PapersAdda's take: Candidates report that broadcasting and vectorization questions separate good candidates from great ones in NumPy-heavy rounds at tier-1 product companies. The most common live coding scenario: "rewrite this Python loop using NumPy". Confirm the specific interview format on the official company careers portal before you prepare.

Related articles: Pandas Interview Questions 2026 | Machine Learning Interview Questions 2026 | Data Science Interview Questions 2026 | Scikit-Learn Interview Questions 2026 | Deep Learning Interview Questions 2026

EASY: Array Fundamentals (Questions 1-8)

Q1. What is a NumPy ndarray?

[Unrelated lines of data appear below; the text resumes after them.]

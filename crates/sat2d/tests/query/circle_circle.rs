use oorandom::Rand32;
use sat2d::math::{Point, Real, Vector};
use sat2d::query::details::test_circle_circle;
use sat2d::query::Response;
use sat2d::shape::{Circle, ShapeType};

#[test]
fn circles_at_distance_three() {
    let a = Circle::new(Point::origin(), 2.0);
    let b = Circle::new(Point::new(3.0, 0.0), 2.0);
    let mut response = Response::new();

    assert!(test_circle_circle(&a, &b, Some(&mut response)));
    assert_relative_eq!(response.overlap, 1.0);
    assert_relative_eq!(response.overlap_n, Vector::x());
    assert_relative_eq!(response.overlap_v, Vector::x());
    assert_eq!(response.a, Some(ShapeType::Circle));
    assert_eq!(response.b, Some(ShapeType::Circle));
    assert!(!response.a_in_b);
    assert!(!response.b_in_a);
}

#[test]
fn touching_circles_intersect() {
    let a = Circle::new(Point::new(1.0, 1.0), 1.0);
    let b = Circle::new(Point::new(1.0, 4.0), 2.0);
    let mut response = Response::new();

    assert!(test_circle_circle(&a, &b, Some(&mut response)));
    assert_relative_eq!(response.overlap, 0.0);
    assert_relative_eq!(response.overlap_n, Vector::y());

    let c = Circle::new(Point::new(1.0, 4.01), 2.0);
    assert!(!test_circle_circle(&a, &c, None));
}

#[test]
fn nested_circles() {
    let small = Circle::new(Point::new(0.5, 0.0), 1.0);
    let big = Circle::new(Point::origin(), 3.0);
    let mut response = Response::new();

    assert!(test_circle_circle(&small, &big, Some(&mut response)));
    assert!(response.a_in_b);
    assert!(!response.b_in_a);
    assert_relative_eq!(response.overlap, 3.5);
    assert_relative_eq!(response.overlap_n, -Vector::x());

    assert!(test_circle_circle(&big, &small, Some(&mut response)));
    assert!(!response.a_in_b);
    assert!(response.b_in_a);
}

#[test]
fn overlap_iff_centers_are_close_enough() {
    let mut rng = Rand32::new(7);
    let mut random = move |scale: Real| rng.rand_float() as Real * scale;

    for _ in 0..1000 {
        let a = Circle::new(Point::new(random(10.0), random(10.0)), random(3.0));
        let b = Circle::new(Point::new(random(10.0), random(10.0)), random(3.0));
        let distance = (b.pos - a.pos).norm();
        let expected = distance <= a.radius + b.radius;

        assert_eq!(test_circle_circle(&a, &b, None), expected);
        assert_eq!(test_circle_circle(&b, &a, None), expected);

        let mut response = Response::new();
        if test_circle_circle(&a, &b, Some(&mut response)) {
            assert_relative_eq!(
                response.overlap,
                a.radius + b.radius - distance,
                epsilon = 1.0e-5
            );
        }
    }
}
//! The navigation state record

use super::digit_editor::AddFriendState;
use super::registry::{self, ListCounts, ScreenKind};

/// Current screen; the add-friend screen carries its editor state so the
/// sub-state exists exactly while that screen is shown.
#[derive(Debug, Clone, PartialEq, Eq)]
pub enum Screen {
    Main,
    Messages,
    Friends,
    AddFriend(AddFriendState),
    FriendRequests,
    MyCode,
    Settings,
}

impl Screen {
    /// Fresh screen of the given kind
    pub fn enter(kind: ScreenKind) -> Self {
        match kind {
            ScreenKind::Main => Screen::Main,
            ScreenKind::Messages => Screen::Messages,
            ScreenKind::Friends => Screen::Friends,
            ScreenKind::AddFriend => Screen::AddFriend(AddFriendState::new()),
            ScreenKind::FriendRequests => Screen::FriendRequests,
            ScreenKind::MyCode => Screen::MyCode,
            ScreenKind::Settings => Screen::Settings,
        }
    }

    pub fn kind(&self) -> ScreenKind {
        match self {
            Screen::Main => ScreenKind::Main,
            Screen::Messages => ScreenKind::Messages,
            Screen::Friends => ScreenKind::Friends,
            Screen::AddFriend(_) => ScreenKind::AddFriend,
            Screen::FriendRequests => ScreenKind::FriendRequests,
            Screen::MyCode => ScreenKind::MyCode,
            Screen::Settings => ScreenKind::Settings,
        }
    }
}

/// Screen plus cursor position.
///
/// Values are replaced wholesale on every input event.
#[derive(Debug, Clone, PartialEq, Eq)]
pub struct NavigationState {
    screen: Screen,
    selected_index: usize,
}

impl NavigationState {
    /// Session start: main menu, first item
    pub fn new() -> Self {
        NavigationState {
            screen: Screen::Main,
            selected_index: 0,
        }
    }

    /// Land on `kind` with the cursor at the top
    pub fn at(kind: ScreenKind) -> Self {
        NavigationState {
            screen: Screen::enter(kind),
            selected_index: 0,
        }
    }

    pub(crate) fn add_friend_with(add_friend: AddFriendState) -> Self {
        NavigationState {
            screen: Screen::AddFriend(add_friend),
            selected_index: 0,
        }
    }

    pub fn screen(&self) -> &Screen {
        &self.screen
    }

    pub fn kind(&self) -> ScreenKind {
        self.screen.kind()
    }

    pub fn selected_index(&self) -> usize {
        self.selected_index
    }

    pub fn add_friend(&self) -> Option<&AddFriendState> {
        match &self.screen {
            Screen::AddFriend(state) => Some(state),
            _ => None,
        }
    }

    /// Same screen with the cursor moved to `index`, clamped to the screen's bounds
    pub fn with_selection(&self, index: usize, counts: ListCounts) -> Self {
        NavigationState {
            screen: self.screen.clone(),
            selected_index: registry::clamp_index(self.kind(), index, counts),
        }
    }

    /// Same screen with the cursor pulled back into range for `counts`
    pub fn clamped(&self, counts: ListCounts) -> Self {
        self.with_selection(self.selected_index, counts)
    }

    /// Cursor moved one step up (`-1`) or down (`+1`), stopping at the ends
    pub fn stepped(&self, delta: isize, counts: ListCounts) -> Self {
        let Some(max) = registry::max_index(self.kind(), counts) else {
            return self.clamped(counts);
        };
        let current = self.selected_index.min(max);
        let next = current.saturating_add_signed(delta).min(max);
        NavigationState {
            screen: self.screen.clone(),
            selected_index: next,
        }
    }
}

impl Default for NavigationState {
    fn default() -> Self {
        Self::new()
    }
}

How does it differ from a Python list?

import numpy as np
import sys

# Python list: heterogeneous, dynamic, pointers to objects
py_list = [1, 2.0, "three"]
print(f"List type: {type(py_list[0])}, {type(py_list[1])}")  # int, float

# NumPy array: homogeneous, contiguous memory, typed
arr = np.array([1, 2, 3], dtype=np.float32)
print(arr.dtype)   # float32
print(arr.shape)   # (3,)
print(arr.ndim)    # 1
print(arr.strides) # bytes between elements: (4,) for float32

# Memory comparison
py_list = list(range(1_000_000))
np_arr = np.arange(1_000_000)
print(f"Python list: {sys.getsizeof(py_list) / 1e6:.1f} MB")  # ~8 MB (pointer array + objects)
print(f"NumPy array: {np_arr.nbytes / 1e6:.1f} MB")           # ~8 MB (int64) or ~4 MB (int32)

Property	Python list	NumPy ndarray
Dtype	Heterogeneous	Homogeneous
Memory	Scattered (pointers to objects)	Contiguous block
Speed	Slow (Python loop per element)	Fast (C/BLAS vectorized)
Operations	Loops required	Element-wise (+, *, /...)
Multidimensional	List of lists	True N-D with shape/strides

Q2. What are NumPy dtypes? How do you choose the right one?

import numpy as np

# Integer types
a_int8  = np.array([1, 2, 3], dtype=np.int8)    # -128 to 127, 1 byte
a_int16 = np.array([1, 2, 3], dtype=np.int16)   # -32768 to 32767, 2 bytes
a_int32 = np.array([1, 2, 3], dtype=np.int32)   # ~+/-2B, 4 bytes
a_int64 = np.array([1, 2, 3], dtype=np.int64)   # default integer, 8 bytes

# Float types
a_f16 = np.array([1.0], dtype=np.float16)  # half precision, 2 bytes
a_f32 = np.array([1.0], dtype=np.float32)  # single precision, 4 bytes (ML default)
a_f64 = np.array([1.0], dtype=np.float64)  # double precision (Python default), 8 bytes

# Boolean
a_bool = np.array([True, False, True], dtype=np.bool_)  # 1 byte per element

# Check type limits
print(np.iinfo(np.int8))   # min=-128, max=127
print(np.finfo(np.float32)) # eps=1.19e-07, max=3.4e+38

# Type conversion
a_float = a_int32.astype(np.float32)

# Gotcha: float16 overflow
print(np.float16(65504))   # 65504 (max)
print(np.float16(65600))   # inf (overflow)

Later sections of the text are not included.